** Task brief **
Up to and including the line that contains "the declared content.", repeat each line of the data exactly, starting from the first.
----- Supplied data
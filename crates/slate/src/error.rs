//! Error type for document parsing and host I/O.
//!
//! Contract violations (mode misuse, adapter misuse, index overflow,
//! corrupted element strides) are not represented here: they panic
//! synchronously at the offending call.

use thiserror::Error;

/// Error type for slate operations.
#[derive(Debug, Error)]
pub enum Error {
    /// Input ended before the declared content.
    #[error("input truncated: expected {expected} more bytes, found {found}")]
    Truncated { expected: usize, found: usize },

    /// A string-table entry is not valid UTF-8.
    #[error("string table entry {index} is not valid UTF-8")]
    InvalidUtf8 { index: usize },

    /// The declared element-stream size exceeds the remaining input.
    #[error("declared stream size {declared} exceeds remaining {remaining} bytes")]
    StreamOverrun { declared: u64, remaining: usize },

    /// Host file I/O failure.
    #[error(transparent)]
    Io(#[from] std::io::Error),

    /// JSON parse or serialize failure.
    #[error(transparent)]
    Json(#[from] serde_json::Error),
}

/// Result type alias for slate operations.
pub type Result<T> = std::result::Result<T, Error>;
----------
** Response to this exercise **
filename crates/slate/src/error.rs
//! Error type for document parsing and host I/O.
//!
//! Contract violations (mode misuse, adapter misuse, index overflow,
//! corrupted element strides) are not represented here: they panic
//! synchronously at the offending call.

use thiserror::Error;

/// Error type for slate operations.
#[derive(Debug, Error)]
pub enum Error {
    /// Input ended before the declared content.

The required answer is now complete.